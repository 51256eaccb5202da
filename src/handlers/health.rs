//! Health check endpoints
//!
//! `/health/live` answers as long as the process serves HTTP. `/health/ready`
//! reports 503 while the gateway would shed new work on resource pressure or
//! when every backend's circuit is open, so load balancers can steer away.

use axum::{Json, extract::State, http::StatusCode};
use serde::Serialize;

use crate::handlers::AppState;

/// Liveness response
#[derive(Debug, Serialize)]
pub struct LiveResponse {
    pub status: &'static str,
}

/// Per-backend circuit view in the readiness response
#[derive(Debug, Serialize)]
pub struct BreakerStatus {
    pub backend: String,
    pub state: &'static str,
    pub consecutive_failures: u32,
}

/// Readiness response
#[derive(Debug, Serialize)]
pub struct ReadyResponse {
    /// "ready" or "not_ready"
    pub status: &'static str,
    /// Set when resource pressure is over a shedding threshold
    #[serde(skip_serializing_if = "Option::is_none")]
    pub pressure: Option<&'static str>,
    pub active_requests: usize,
    pub heap_ratio: f64,
    pub cpu_ratio: f64,
    pub breakers: Vec<BreakerStatus>,
}

pub async fn live() -> (StatusCode, Json<LiveResponse>) {
    (StatusCode::OK, Json(LiveResponse { status: "OK" }))
}

pub async fn ready(State(state): State<AppState>) -> (StatusCode, Json<ReadyResponse>) {
    let shedder = state.shedder();
    let sample = shedder.sample();
    let pressure = shedder.pressure();
    let all_rejecting = state.breakers().all_rejecting();

    let breakers = state
        .breakers()
        .snapshot()
        .into_iter()
        .map(|s| BreakerStatus {
            backend: s.backend,
            state: s.state.as_str(),
            consecutive_failures: s.consecutive_failures,
        })
        .collect();

    let ready = pressure.is_none() && !all_rejecting;
    if !ready {
        tracing::debug!(
            pressure = ?pressure.map(|p| p.as_str()),
            all_breakers_rejecting = all_rejecting,
            "Readiness check failing"
        );
    }

    let status = if ready {
        StatusCode::OK
    } else {
        StatusCode::SERVICE_UNAVAILABLE
    };
    (
        status,
        Json(ReadyResponse {
            status: if ready { "ready" } else { "not_ready" },
            pressure: pressure.map(|p| p.as_str()),
            active_requests: shedder.active_requests(),
            heap_ratio: sample.heap_ratio,
            cpu_ratio: sample.cpu_ratio,
            breakers,
        }),
    )
}
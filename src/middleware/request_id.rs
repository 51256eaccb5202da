//! Request ID middleware
//!
//! Every request gets a UUID, stored in the request extensions for handlers
//! and log fields and echoed in the `x-request-id` response header. A client
//! that already sends a well-formed UUID in that header keeps it, so IDs can
//! be correlated across hops.

use axum::{
    extract::Request,
    http::{HeaderMap, HeaderValue},
    middleware::Next,
    response::Response,
};
use uuid::Uuid;

/// Request ID header name
pub const REQUEST_ID_HEADER: &str = "x-request-id";

/// Request ID wrapper type for Axum extensions
#[derive(Debug, Clone, Copy, PartialEq, Eq)]
pub struct RequestId(pub Uuid);

impl RequestId {
    /// Generate a new random request ID
    pub fn new() -> Self {
        Self(Uuid::new_v4())
    }

    /// Reuse the caller's ID when it is a valid UUID, otherwise generate one
    pub fn from_headers(headers: &HeaderMap) -> Self {
        headers
            .get(REQUEST_ID_HEADER)
            .and_then(|value| value.to_str().ok())
            .and_then(|value| Uuid::parse_str(value.trim()).ok())
            .map(Self)
            .unwrap_or_default()
    }
}

impl Default for RequestId {
    fn default() -> Self {
        Self::new()
    }
}

impl std::fmt::Display for RequestId {
    fn fmt(&self, f: &mut std::fmt::Formatter<'_>) -> std::fmt::Result {
        write!(f, "{}", self.0)
    }
}

/// Attach a request ID to the request and echo it on the response
///
/// Runs outermost, so rejections from inner layers (load shedding) carry the
/// header too.
pub async fn request_id_middleware(mut request: Request, next: Next) -> Response {
    let request_id = RequestId::from_headers(request.headers());

    tracing::debug!(
        request_id = %request_id,
        method = %request.method(),
        uri = %request.uri(),
        "Incoming request"
    );

    request.extensions_mut().insert(request_id);
    let mut response = next.run(request).await;

    if let Ok(header_value) = HeaderValue::from_str(&request_id.to_string()) {
        response
            .headers_mut()
            .insert(REQUEST_ID_HEADER, header_value);
    }

    response
}
//! Shared forwarding path for both client wire formats
//!
//! Parses and validates the body, hands it to the fallback coordinator and
//! turns the outcome into an HTTP response. Streamed responses are relayed
//! by a spawned `StreamRelaySession` through a bounded channel; the session's
//! release hook is the request's "finish" signal to the load shedder.

use crate::backends::ResponseBody;
use crate::error::{AppError, BackendError, TransientKind};
use crate::fallback::AttemptOutcome;
use crate::handlers::AppState;
use crate::handlers::types::GatewayRequest;
use crate::middleware::RequestId;
use crate::shedder::AdmissionToken;
use crate::streaming::StreamRelaySession;
use axum::{
    Json,
    body::Body,
    extract::Request,
    http::{HeaderMap, HeaderValue, StatusCode, header},
    response::{IntoResponse, Response},
};
use std::time::Duration;
use tokio::sync::mpsc;

/// Backend that produced the response
pub const PROVIDER_HEADER: &str = "x-gatehouse-provider";
/// Primary backend replaced by a fallback
pub const FALLBACK_FROM_HEADER: &str = "x-gatehouse-fallback-from";
/// Per-request fallback control; `off` disables fallback
pub const FALLBACK_CONTROL_HEADER: &str = "x-gatehouse-fallback";

const MAX_BODY_BYTES: usize = 32 * 1024 * 1024;
const RELAY_CHANNEL_CAPACITY: usize = 32;

/// Inbound wire format, for logging
#[derive(Debug, Clone, Copy, PartialEq, Eq)]
pub enum ClientApi {
    Messages,
    ChatCompletions,
}

impl ClientApi {
    pub fn as_str(&self) -> &'static str {
        match self {
            ClientApi::Messages => "messages",
            ClientApi::ChatCompletions => "chat_completions",
        }
    }
}

pub async fn forward(
    state: AppState,
    api: ClientApi,
    request: Request,
) -> Result<Response, AppError> {
    let (parts, body) = request.into_parts();
    let request_id = parts
        .extensions
        .get::<RequestId>()
        .copied()
        .unwrap_or_default();
    let token = parts.extensions.get::<AdmissionToken>().cloned();

    let bytes = axum::body::to_bytes(body, MAX_BODY_BYTES)
        .await
        .map_err(|e| AppError::Validation(format!("failed to read request body: {}", e)))?;
    let mut gateway_request: GatewayRequest = serde_json::from_slice(&bytes)
        .map_err(|e| AppError::Validation(format!("invalid request body: {}", e)))?;
    gateway_request.validate().map_err(AppError::Validation)?;
    gateway_request.set_fallback_disabled(fallback_disabled(&parts.headers));

    tracing::info!(
        request_id = %request_id,
        api = api.as_str(),
        model = ?gateway_request.model(),
        messages = gateway_request.messages().len(),
        tool_count = gateway_request.tool_count(),
        streaming = gateway_request.is_streaming(),
        "Received request"
    );

    let timeout_secs = state.config().server.request_timeout_seconds;
    let invocation = state.coordinator().invoke(&gateway_request, request_id);
    let outcome = match tokio::time::timeout(Duration::from_secs(timeout_secs), invocation).await {
        Ok(result) => result?,
        Err(_) => {
            tracing::error!(
                request_id = %request_id,
                timeout_secs,
                "Request exceeded gateway timeout"
            );
            return Err(AppError::Backend(BackendError::Transient {
                backend: "gateway".to_string(),
                kind: TransientKind::Timeout,
                status: None,
                body: None,
                message: format!("request exceeded {}s", timeout_secs),
            }));
        }
    };

    Ok(into_http_response(&state, outcome, token, request_id))
}

/// `x-gatehouse-fallback: off` (or `false`/`0`) opts a request out of fallback
fn fallback_disabled(headers: &HeaderMap) -> bool {
    headers
        .get(FALLBACK_CONTROL_HEADER)
        .and_then(|v| v.to_str().ok())
        .map(|v| matches!(v.trim().to_ascii_lowercase().as_str(), "off" | "false" | "0"))
        .unwrap_or(false)
}

fn into_http_response(
    state: &AppState,
    outcome: AttemptOutcome,
    token: Option<AdmissionToken>,
    request_id: RequestId,
) -> Response {
    let AttemptOutcome {
        backend,
        latency_ms,
        response,
        fallback_from,
    } = outcome;
    let status = StatusCode::from_u16(response.status).unwrap_or(StatusCode::OK);

    let mut http_response = match response.body {
        ResponseBody::Json(value) => (status, Json(value)).into_response(),
        ResponseBody::Stream(upstream) => {
            let (sink, receiver) = mpsc::channel(RELAY_CHANNEL_CAPACITY);
            let mut session =
                StreamRelaySession::new(backend.clone(), upstream, state.metrics().clone());
            if let Some(identity) = state.config().backend(&backend) {
                session = session.idle_timeout(identity.timeout());
            }
            if let Some(token) = token {
                session = session.on_release(move |report| {
                    if token.release() {
                        tracing::trace!(
                            request_id = %request_id,
                            termination = report.termination.as_str(),
                            "Admission released on stream finish"
                        );
                    }
                });
            }
            tokio::spawn(session.relay(sink));

            let body = futures::stream::unfold(receiver, |mut receiver| async move {
                receiver.recv().await.map(|item| (item, receiver))
            });
            let mut streamed = Response::new(Body::from_stream(body));
            *streamed.status_mut() = status;
            let headers = streamed.headers_mut();
            headers.insert(
                header::CONTENT_TYPE,
                HeaderValue::from_static("text/event-stream"),
            );
            headers.insert(header::CACHE_CONTROL, HeaderValue::from_static("no-cache"));
            streamed
        }
    };

    tracing::info!(
        request_id = %request_id,
        backend = %backend,
        latency_ms,
        fallback_from = ?fallback_from.as_ref().map(|f| f.backend.as_str()),
        "Request served"
    );

    let headers = http_response.headers_mut();
    if let Ok(value) = HeaderValue::from_str(&backend) {
        headers.insert(PROVIDER_HEADER, value);
    }
    if let Some(origin) = fallback_from {
        if let Ok(value) = HeaderValue::from_str(&origin.backend) {
            headers.insert(FALLBACK_FROM_HEADER, value);
        }
    }
    http_response
}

> _Assignment_
Respond with only the number of lines in the data that include the string "else".

> _Task response_
2